Die Drei von der Tankstelle
Die Zapfsäule röhrte, die Luft stank nach Sprit. Während ich den Rüssel aus dem Benzintank meines Autos zog, registrierte ich das Katzenkind. Es hatte es sich in den letzten Sonnenstrahlen des goldenen Herbstwetters auf meiner warmen Motorhaube gemütlich gemacht und putzte sich hingebungsvoll.
Es war ein wunderschönes Kätzchen, silbergrau mit dunklem Unterfell. Leider konnte aber dieser flauschige Pelz nicht verbergen, dass der Kleine nicht mit dem goldenen Löffel im Mäulchen geboren war. Er war klapperdürr. Ich näherte mich ihm vorsichtig. Sofort ging er in Hab-Acht-Stellung und sah mich aus großen, ängstlichen Augen skeptisch an. Ich begann, mit ihm zu sprechen und spürte, wie er sich entspannte. Hinter uns ging ein Hupkonzert los. Ich legte damit die kleine Tankstelle komplett lahm. In großen Sätzen verschwand der kleine Zwerg in den anliegenden Wald.
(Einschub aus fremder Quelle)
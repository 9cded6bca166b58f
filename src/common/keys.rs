//! Persisted key layout
//!
//! Every key is a `/`-delimited byte string. Graph names are percent-encoded
//! before they become a segment, so a prefix scan over `PARTITION/<graph>/`
//! yields exactly that graph's partitions even when another graph's name
//! extends this one with a `/` (e.g. `ns` and `ns/s`).

use crate::common::utils::encode_key;

const DELIMITER: char = '/';

const GRAPH: &str = "GRAPH";
const PARTITION: &str = "PARTITION";
const PARTITION_STATUS: &str = "PARTITION_STATUS";
const SHARD_GROUP: &str = "SHARDGROUP";

pub fn delimiter() -> char {
    DELIMITER
}

fn join(segments: &[&str], trailing: bool) -> Vec<u8> {
    let mut key = segments.join("/");
    if trailing {
        key.push(DELIMITER);
    }
    key.into_bytes()
}

pub fn graph_key(graph_name: &str) -> Vec<u8> {
    join(&[GRAPH, &encode_key(graph_name)], false)
}

pub fn graph_prefix() -> Vec<u8> {
    join(&[GRAPH], true)
}

pub fn partition_key(graph_name: &str, id: u32) -> Vec<u8> {
    join(&[PARTITION, &encode_key(graph_name), &id.to_string()], false)
}

pub fn partition_prefix(graph_name: &str) -> Vec<u8> {
    join(&[PARTITION, &encode_key(graph_name)], true)
}

pub fn partition_status_key(graph_name: &str, id: u32) -> Vec<u8> {
    join(
        &[PARTITION_STATUS, &encode_key(graph_name), &id.to_string()],
        false,
    )
}

pub fn partition_status_prefix(graph_name: &str) -> Vec<u8> {
    join(&[PARTITION_STATUS, &encode_key(graph_name)], true)
}

pub fn shard_group_key(id: u32) -> Vec<u8> {
    join(&[SHARD_GROUP, &id.to_string()], false)
}

pub fn shard_group_prefix() -> Vec<u8> {
    join(&[SHARD_GROUP], true)
}
//! Driven (output) ports: interfaces the application calls outward through.

use std::path::Path;

use crate::error::PropsetResult;

/// Filesystem operations the edit workflow needs.
///
/// One invocation performs at most one read (the optional source) and one
/// write (the output). Implementations must use scoped acquisition so file
/// handles are released on every exit path, including failures.
pub trait Filesystem: Send + Sync {
    /// Read an entire file as UTF-8 text.
    fn read_to_string(&self, path: &Path) -> PropsetResult<String>;

    /// Write `content` to `path`, replacing any existing file.
    fn write_file(&self, path: &Path, content: &str) -> PropsetResult<()>;

    /// `true` if something exists at `path`.
    fn exists(&self, path: &Path) -> bool;
}
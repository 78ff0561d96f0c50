//! Local filesystem adapter using std::fs.

use std::io;
use std::path::Path;

use tracing::debug;

use propset_core::{application::ports::Filesystem, error::PropsetResult};

/// Production filesystem implementation using `std::fs`.
///
/// `std::fs::read_to_string` and `std::fs::write` open and close their
/// handles internally, which gives the scoped-acquisition guarantee the
/// port requires.
#[derive(Debug, Clone, Copy)]
pub struct LocalFilesystem;

impl LocalFilesystem {
    /// Create a new local filesystem adapter.
    pub fn new() -> Self {
        Self
    }
}

impl Default for LocalFilesystem {
    fn default() -> Self {
        Self::new()
    }
}

impl Filesystem for LocalFilesystem {
    fn read_to_string(&self, path: &Path) -> PropsetResult<String> {
        std::fs::read_to_string(path).map_err(|e| map_read_error(path, e))
    }

    fn write_file(&self, path: &Path, content: &str) -> PropsetResult<()> {
        debug!(path = %path.display(), bytes = content.len(), "Writing file");
        std::fs::write(path, content).map_err(|e| map_write_error(path, e, "write file"))
    }

    fn exists(&self, path: &Path) -> bool {
        path.exists()
    }
}

/// Read failures become `SourceUnavailable`: a requested source that cannot
/// be read is part of the error taxonomy, not a generic I/O failure.
fn map_read_error(path: &Path, e: io::Error) -> propset_core::error::PropsetError {
    use propset_core::application::ApplicationError;

    ApplicationError::SourceUnavailable {
        path: path.to_path_buf(),
        reason: e.to_string(),
    }
    .into()
}

fn map_write_error(
    path: &Path,
    e: io::Error,
    operation: &str,
) -> propset_core::error::PropsetError {
    use propset_core::application::ApplicationError;

    ApplicationError::FilesystemError {
        path: path.to_path_buf(),
        reason: format!("Failed to {}: {}", operation, e),
    }
    .into()
}

#[cfg(test)]
mod tests {
    use super::*;
    use propset_core::application::ApplicationError;
    use propset_core::error::PropsetError;

    #[test]
    fn read_missing_file_is_source_unavailable() {
        let fs = LocalFilesystem::new();
        let err = fs
            .read_to_string(Path::new("/definitely/not/here.properties"))
            .unwrap_err();
        assert!(matches!(
            err,
            PropsetError::Application(ApplicationError::SourceUnavailable { .. })
        ));
    }

    #[test]
    fn write_then_read_round_trips() {
        let dir = tempfile::tempdir().unwrap();
        let path = dir.path().join("out.properties");

        let fs = LocalFilesystem::new();
        fs.write_file(&path, "key1=val1\n").unwrap();
        assert!(fs.exists(&path));
        assert_eq!(fs.read_to_string(&path).unwrap(), "key1=val1\n");
    }

    #[test]
    fn write_replaces_existing_content() {
        let dir = tempfile::tempdir().unwrap();
        let path = dir.path().join("out.properties");

        let fs = LocalFilesystem::new();
        fs.write_file(&path, "key1=old\nkey2=old\n").unwrap();
        fs.write_file(&path, "key1=new\n").unwrap();
        assert_eq!(fs.read_to_string(&path).unwrap(), "key1=new\n");
    }
}
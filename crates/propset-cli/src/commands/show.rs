//! Implementation of the `propset show` command.

use propset_adapters::LocalFilesystem;
use propset_core::{
    application::ports::Filesystem as _,
    domain::{Entry, PropertiesStore},
};

use crate::{
    cli::{ShowArgs, ShowFormat, global::GlobalArgs},
    config::AppConfig,
    error::{CliError, CliResult},
    output::OutputManager,
};

pub fn execute(
    args: ShowArgs,
    _global: GlobalArgs,
    config: AppConfig,
    output: OutputManager,
) -> CliResult<()> {
    let fs = LocalFilesystem::new();
    let text = fs.read_to_string(&args.input).map_err(CliError::Core)?;
    let store = PropertiesStore::parse(&text).map_err(|e| CliError::Core(e.into()))?;

    // The flag wins; the config file can make active-only the default.
    let active_only = args.active_only || config.show.active_only;

    let entries: Vec<&Entry> = store
        .entries()
        .iter()
        .filter(|e| !active_only || e.is_active())
        .collect();

    match args.format {
        ShowFormat::Table => {
            output.header(&format!("{}:", args.input.display()))?;
            for entry in &entries {
                let marker = if entry.is_active() { " " } else { "#" };
                output.print(&format!("  {} {} = {}", marker, entry.key, entry.value))?;
            }
            output.print(&format!("  ({} entries)", entries.len()))?;
        }
        ShowFormat::List => {
            for entry in &entries {
                output.print(&entry.to_string())?;
            }
        }
        ShowFormat::Json => {
            // Serialise as a JSON array to stdout (bypasses OutputManager
            // because JSON output must be parseable even in non-TTY pipes).
            let json = serde_json::to_string_pretty(&entries).map_err(|e| {
                CliError::InvalidInput {
                    message: format!("failed to serialize entries: {e}"),
                    source: Some(Box::new(e)),
                }
            })?;
            println!("{json}");
        }
    }

    Ok(())
}
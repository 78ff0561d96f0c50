//! Infrastructure adapters for Propset.
//!
//! This crate implements the ports defined in
//! `propset-core::application::ports`. It contains all external dependencies
//! and I/O operations.

pub mod filesystem;

// Re-export commonly used adapters
pub use filesystem::{LocalFilesystem, MemoryFilesystem};
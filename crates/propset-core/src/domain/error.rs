use thiserror::Error;

/// Root domain error type.
///
/// All errors are:
/// - Cloneable (for retry logic)
/// - Categorizable (for CLI display)
/// - Actionable (provides suggestions)
#[derive(Debug, Error, Clone, PartialEq, Eq)]
pub enum DomainError {
    /// A source line could not be split into key and value: after stripping
    /// a leading `#`, the line contains no `=` delimiter. Parsing is
    /// all-or-nothing; no partial store is produced.
    #[error("line {line}: no '=' separator in '{text}'")]
    MalformedLine { line: usize, text: String },
}

impl DomainError {
    /// Get user-actionable suggestions for fixing this error.
    pub fn suggestions(&self) -> Vec<String> {
        match self {
            Self::MalformedLine { line, text } => vec![
                format!("Line {} is not in key=value form: '{}'", line, text),
                "Every line must be 'key=value' or '#key=value'".into(),
                "Blank lines and free-form comments are not supported".into(),
            ],
        }
    }

    /// Error category for CLI display styling.
    pub fn category(&self) -> ErrorCategory {
        match self {
            Self::MalformedLine { .. } => ErrorCategory::Parse,
        }
    }
}

#[derive(Debug, Clone, Copy, PartialEq, Eq)]
pub enum ErrorCategory {
    Validation,
    Parse,
    NotFound,
    Internal,
}
//! Filesystem adapters.

mod local;
mod memory;

pub use local::LocalFilesystem;
pub use memory::MemoryFilesystem;
//! # Propset CLI
//!
//! Declarative editor for Java-style `.properties` files.
//!
//! ## Startup sequence
//!
//! 1. Parse CLI arguments (clap handles `--help` / `--version` early-exit).
//! 2. Initialise the tracing subscriber (logging).
//! 3. Load configuration (file + env + defaults).
//! 4. Build the [`OutputManager`].
//! 5. Dispatch to the appropriate command handler.
//! 6. Translate any [`CliError`] into a user-facing message and exit code.
//!
//! ## Exit codes
//!
//! | Code | Meaning                 |
//! |------|-------------------------|
//! |  0   | Success                 |
//! |  1   | Internal / system error |
//! |  2   | User / input error      |
//! |  3   | Resource not found      |
//! |  4   | Configuration error     |

use std::process::ExitCode;

use clap::Parser;
use tracing::{debug, info, instrument};

use crate::{
    cli::{Cli, Commands},
    config::AppConfig,
    error::{CliError, CliResult},
    logging::init_logging,
    output::OutputManager,
};

mod cli;
mod commands;
mod config;
mod error;
mod logging;
mod output;

fn main() -> ExitCode {
    // Load .env before anything else — including tracing init.
    // Silently ignored if .env doesn't exist (production deployments
    // use real environment variables, not .env files).
    let _ = dotenvy::dotenv();

    // ── 1. Parse arguments ────────────────────────────────────────────────
    // --help / --version land in the Err branch too (DisplayHelp /
    // DisplayVersion); clap's own print() routes them to stdout with exit 0,
    // while genuine argument-parse failures go to stderr with exit 2.
    let cli = match Cli::try_parse() {
        Ok(cli) => cli,
        Err(e) => {
            let _ = e.print();
            return ExitCode::from(if e.use_stderr() { 2 } else { 0 });
        }
    };

    // ── 2. Initialise tracing ─────────────────────────────────────────────
    if let Err(e) = init_logging(&cli.global) {
        eprintln!("Failed to initialise logging: {e}");
        return ExitCode::from(1);
    }

    debug!(
        verbose = cli.global.verbose,
        quiet = cli.global.quiet,
        no_color = cli.global.no_color,
        "CLI started"
    );

    // ── 3. Load configuration ─────────────────────────────────────────────
    let config = match AppConfig::load(cli.global.config.as_ref()) {
        Ok(cfg) => cfg,
        Err(e) => {
            tracing::error!("Failed to load configuration: {e:#}");
            return ExitCode::from(4);
        }
    };

    // ── 4. Build output manager ───────────────────────────────────────────
    let output = OutputManager::new(&cli.global, &config);

    // ── 5. Dispatch + 6. Error handling ──────────────────────────────────
    match run(cli, config, output) {
        Ok(()) => {
            info!("Propset completed successfully");
            ExitCode::SUCCESS
        }
        Err(e) => handle_error(e),
    }
}

/// Dispatch to the correct command handler.
#[instrument(skip_all)]
fn run(cli: Cli, config: AppConfig, output: OutputManager) -> CliResult<()> {
    match cli.command {
        Commands::Apply(cmd) => commands::apply::execute(cmd, cli.global, config, output),
        Commands::Show(cmd) => commands::show::execute(cmd, cli.global, config, output),
        Commands::Completions(cmd) => commands::completions::execute(cmd),
    }
}

/// Translate a `CliError` into a user message and an appropriate exit code.
///
/// This is the single place where structured errors become human-readable
/// output and OS exit codes — the format/suggestion machinery in `CliError`
/// is all exercised here.
fn handle_error(err: CliError) -> ExitCode {
    // 1. Emit a structured log event at the right severity.
    err.log();

    // 2. Print a user-friendly message.  We write directly to stderr so the
    //    message appears even when stdout is redirected.
    //
    //    Colour is disabled when stderr is not a TTY (same logic as logging.rs).
    let verbose = false;
    let msg = if std::io::IsTerminal::is_terminal(&std::io::stderr()) {
        err.format_colored(verbose)
    } else {
        err.format_plain(verbose)
    };
    eprint!("{msg}");

    ExitCode::from(err.exit_code())
}

// ── tests ─────────────────────────────────────────────────────────────────────

#[cfg(test)]
mod tests {
    use super::*;
    use clap::CommandFactory;

    #[test]
    fn cli_structure_is_valid() {
        // Clap's internal consistency check — catches missing values, conflicts, etc.
        Cli::command().debug_assert();
    }

    #[test]
    fn cli_version_matches_cargo() {
        let cmd = Cli::command();
        assert_eq!(cmd.get_version(), Some(env!("CARGO_PKG_VERSION")));
    }

    #[test]
    fn cli_has_author() {
        let cmd = Cli::command();
        assert!(cmd.get_author().is_some());
    }
}
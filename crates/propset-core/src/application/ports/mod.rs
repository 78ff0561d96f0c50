//! Application ports (traits) for external dependencies.
//!
//! In hexagonal architecture, ports define interfaces that the application
//! needs from the outside world. Adapters in `propset-adapters` implement
//! these.
//!
//! ## Port Types
//!
//! - **Driven (Output) Ports**: Called by application, implemented by
//!   infrastructure
//!   - `Filesystem`: File operations
//!
//! - **Driving (Input) Ports**: Called by external world, implemented by
//!   application (defined in CLI layer, implemented by services)

pub mod output;

pub use output::Filesystem;
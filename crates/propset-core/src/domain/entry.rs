use std::fmt;

use serde::Serialize;

/// One property line: a key, a raw value, and a commented flag.
///
/// This is the unit a properties file is made of. It contains no parsing
/// logic, only data; the line grammar lives in
/// [`PropertiesStore`](crate::domain::PropertiesStore).
///
/// Keys are case-sensitive and compared exactly. Values are the literal
/// text after the first `=` of the line — no trimming, no escape handling.
#[derive(Debug, Clone, PartialEq, Eq, Serialize)]
pub struct Entry {
    pub key: String,
    pub value: String,
    /// Serialized with a leading `#` when true. A commented entry is
    /// semantically inactive but retained in the file.
    pub commented: bool,
}

impl Entry {
    /// Create an active (uncommented) entry.
    pub fn new(key: impl Into<String>, value: impl Into<String>) -> Self {
        Self {
            key: key.into(),
            value: value.into(),
            commented: false,
        }
    }

    /// Create a commented-out entry.
    pub fn commented(key: impl Into<String>, value: impl Into<String>) -> Self {
        Self {
            commented: true,
            ..Self::new(key, value)
        }
    }

    pub fn is_active(&self) -> bool {
        !self.commented
    }
}

/// Renders the entry as its file line, without a terminator.
impl fmt::Display for Entry {
    fn fmt(&self, f: &mut fmt::Formatter<'_>) -> fmt::Result {
        if self.commented {
            write!(f, "#")?;
        }
        write!(f, "{}={}", self.key, self.value)
    }
}

// ── tests ─────────────────────────────────────────────────────────────────────
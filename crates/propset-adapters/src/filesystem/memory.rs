//! In-memory filesystem adapter for testing.

use std::{
    collections::HashMap,
    path::{Path, PathBuf},
    sync::{Arc, RwLock},
};

use propset_core::application::ports::Filesystem;

/// In-memory filesystem for testing.
#[derive(Debug, Clone, Default)]
pub struct MemoryFilesystem {
    files: Arc<RwLock<HashMap<PathBuf, String>>>,
}

impl MemoryFilesystem {
    /// Create a new empty memory filesystem.
    pub fn new() -> Self {
        Self::default()
    }

    /// Pre-populate a file (testing helper).
    pub fn insert(&self, path: impl Into<PathBuf>, content: impl Into<String>) {
        let mut files = self.files.write().unwrap();
        files.insert(path.into(), content.into());
    }

    /// Read a file's content without going through the port (testing helper).
    pub fn read_file(&self, path: &Path) -> Option<String> {
        let files = self.files.read().ok()?;
        files.get(path).cloned()
    }

    /// List all files.
    pub fn list_files(&self) -> Vec<PathBuf> {
        let files = self.files.read().unwrap();
        files.keys().cloned().collect()
    }

    /// Clear all contents.
    pub fn clear(&self) {
        let mut files = self.files.write().unwrap();
        files.clear();
    }
}

impl Filesystem for MemoryFilesystem {
    fn read_to_string(&self, path: &Path) -> propset_core::error::PropsetResult<String> {
        let files = self
            .files
            .read()
            .map_err(|_| propset_core::error::PropsetError::Internal {
                message: "memory filesystem lock poisoned".into(),
            })?;

        files.get(path).cloned().ok_or_else(|| {
            propset_core::application::ApplicationError::SourceUnavailable {
                path: path.to_path_buf(),
                reason: "no such file".into(),
            }
            .into()
        })
    }

    fn write_file(&self, path: &Path, content: &str) -> propset_core::error::PropsetResult<()> {
        let mut files = self
            .files
            .write()
            .map_err(|_| propset_core::error::PropsetError::Internal {
                message: "memory filesystem lock poisoned".into(),
            })?;

        files.insert(path.to_path_buf(), content.to_string());
        Ok(())
    }

    fn exists(&self, path: &Path) -> bool {
        let files = self.files.read().unwrap();
        files.contains_key(path)
    }
}
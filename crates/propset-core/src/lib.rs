//! Propset Core - Hexagonal Architecture Implementation
//!
//! This crate provides the domain and application layers for the Propset
//! properties-file editor, following hexagonal (ports and adapters)
//! architecture.
//!
//! ## Architecture Overview
//!
//! ```text
//! ┌─────────────────────────────────────────┐
//! │           propset-cli (CLI)             │
//! │     (Implements Driving Ports)          │
//! └──────────────────┬──────────────────────┘
//!                    │ calls
//!                    ▼
//! ┌─────────────────────────────────────────┐
//! │         Application Services            │
//! │            (EditService)                │
//! │         Orchestrates Use Cases          │
//! └──────────────────┬──────────────────────┘
//!                    │ uses
//!                    ▼
//! ┌─────────────────────────────────────────┐
//! │      Application Ports (Traits)         │
//! │         (Driven: Filesystem)            │
//! └──────────────────┬──────────────────────┘
//!                    │ implemented by
//!                    ▼
//! ┌─────────────────────────────────────────┐
//! │    propset-adapters (Infrastructure)    │
//! │   (LocalFilesystem, MemoryFilesystem)   │
//! └─────────────────────────────────────────┘
//!                    │
//!                    ▼
//! ┌─────────────────────────────────────────┐
//! │        Domain Layer (Pure Logic)        │
//! │        (Entry, PropertiesStore)         │
//! │         No External Dependencies        │
//! └─────────────────────────────────────────┘
//! ```
//!
//! ## Usage
//!
//! ```rust
//! use propset_core::{
//!     application::{EditRequest, EditService},
//! };
//!
//! // 1. Describe the edits
//! let request = EditRequest::builder()
//!     .set("server.port", "8080")
//!     .comment("debug.enabled")
//!     .build();
//!
//! // 2. Run the pure edit pass (source text in, result text out)
//! let outcome = EditService::edit(Some("debug.enabled=true\n"), &request).unwrap();
//! assert!(outcome.changed);
//! ```

// Re-export domain layer (stable, well-defined API)
pub mod domain;

// Re-export application layer (orchestration logic)
pub mod application;

// Re-export error types
pub mod error;

// Public API - what external crates should use
pub mod prelude {
    pub use crate::application::{
        EditOutcome, EditRequest, EditRequestBuilder, EditService, ports::Filesystem,
    };
    pub use crate::domain::{Entry, PropertiesStore};
    pub use crate::error::{PropsetError, PropsetResult};
}

// Version info
pub const VERSION: &str = env!("CARGO_PKG_VERSION");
Plötzlich gab es 1.000 Gründe für mich, andauernd diese Tankstelle aufzusuchen. Ich beschloss, künftig morgens zu frühstücken -was ich seit Jahren nicht tat- und brauchte dazu unbedingt frische Brötchen, von der Tankstelle natürlich. Zufällig ging mir der Kaffee jenseits der Ladenzeiten aus, ich hatte nicht genug Geld und konnte leider immer nur noch 10 Liter tanken. Ich tauchte an dieser Tankstelle dauernd zu Fuß, per Fahrrad oder mit dem Auto zu jeder möglichen oder unmöglichen Tages- und Nachtzeit auf. Schnell stellte ich fest, dass der kleine Zwerg nicht alleine war. Er hatte eine Mama und ein Geschwisterchen. Wenn sie wegrannten, verfolgte ich sie so gut ich konnte durch den Wald. Nach einigen Wochen hatte ich ihren Zielort gefunden. Ein kleines, leerstehendes Häuschen am Ende eines Feldweges am Waldrand. Das Haus schien noch nicht lange unbewohnt zu sein, alles machte einen recht gepflegten Eindruck. Die Bewohner waren ausgezogen und hatten offenbar ihre Katzen „vergessen“. Vielleicht, weil aus einer plötzlich drei wurden und das so gar nicht geplant war? Die Katzen waren jedenfalls hier eindeutig zu Hause, auch wenn sie nicht ins Haus kamen. Ich schleppte palettenweise Dosenfutter an, das ich unter der Treppe des Hauses lagerte. Nachdem ich meine eigene fünfköpfige Katzenbande zu Hause gefüttert hatte, fuhr ich jeden Morgen und jeden Abend zu meinem geheimen Haus. Unzählige Male versuchte ich, die Katzenfamilie unauffällig zu fangen, um sie mitzunehmen – niemals gelang es, obwohl die drei durchaus zutraulicher wurden. Sie erwarteten mich bereits, begrüßten mich mit lauten und herzlichen Miaus, ließen sich streicheln und putzten sich nach dem Essen in aller Ruhe den Pelz, während ich auf einem dicken Kissen im Wintermantel auf den Stufen der Außentreppe hockte und fror. Ich erzählte ihnen von meinen Katzen und wie schön es ist, wenn man ein Zuhause hat, in dem man für immer bleiben kann. Sie hörten zwar zu, wirkten aber recht uninteressiert. Meinen eigenen Katzen erzählte ich auch von den dreien – wie leid sie mir tun und wie gerne ich sie doch bei uns hätte. Hier gäbe es ein Plätzchen für alle. Aber auch meine Katzen gähnten nur. Lediglich mein Kater Dickes, der „Sozialarbeiter“, spielte ein wenig mit den Ohren und sah mich leicht nachdenklich an, bevor er einschlief.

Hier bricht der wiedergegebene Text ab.